ABSTRACT
DNA-based hypoxia biosensors conditionally express a gene of interest when a cell is in a state of inadequate oxygen supply, which is a feature of several acute and chronic diseases. These biosensors can be deployed in engineered cells to study or treat disease. Although the central mediators of hypoxia responsiveness have been characterized, the dynamics of this response are generally less understood, and there is no general approach to modulate hypoxia biosensors to tune their performance to meet application-specific needs. To address the need for high-performing hypoxia biosensors, we investigated strategies to enhance biosensor performance by identifying minimal promoter choices and positive feedback circuits that both achieved low background and amplified hypoxia-induced gene expression.

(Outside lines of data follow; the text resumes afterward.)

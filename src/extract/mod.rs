//! Pure functions from rendered markup to records.

pub mod catalog;
pub mod category;
pub mod pagination;
pub mod product;
pub mod reviews;
pub mod rules;

pub use catalog::parse_product_summaries;
pub use category::{
    parse_breadcrumbs, parse_category_links, parse_category_name, parse_departments,
    parse_sort_newest_url,
};
pub use pagination::{parse_pagination, Pagination};
pub use product::parse_product_detail;
pub use reviews::{parse_review_sort_newest_url, parse_reviews};

#[cfg(test)]
mod tests {
    use super::*;
    use crate::dom::RenderedPage;

    /// Every rule table is built lazily; an invalid selector or pattern would
    /// only surface on the first page that reaches it.
    #[test]
    fn all_rule_tables_build() {
        let page = RenderedPage::new("https://www.gearbest.com/", "<html></html>");
        assert!(parse_departments(&page, &[]).is_empty());
        assert!(parse_category_links(&page).is_empty());
        assert!(parse_category_name(&page).is_err());
        assert!(parse_breadcrumbs(&page).is_empty());
        assert!(parse_sort_newest_url(&page).is_none());
        assert!(parse_product_summaries(&page).is_empty());
        assert!(parse_pagination(&page).next_url.is_none());
        assert!(parse_product_detail(&page, "c_1").is_err());
        assert!(parse_reviews(&page, "pp_1").is_empty());
        assert!(parse_review_sort_newest_url(&page).is_none());
    }
}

To generate insight into the mechanisms by which feedback drives differential performance, we developed an explanatory mathematical model. Our analysis suggests a previously unreported dual regulatory mechanism that was necessary to explain the full set of experimental observations and that provides new insights into regulatory dynamics in chronic hypoxia. This study exemplifies the potential of using synthetic gene circuits to perturb natural systems in a manner that uniquely enables the elucidation of novel facets of natural regulation.
Competing Interest Statement
P.S.D. and J.N.L. are co-inventors on patents that have been filed related to this work.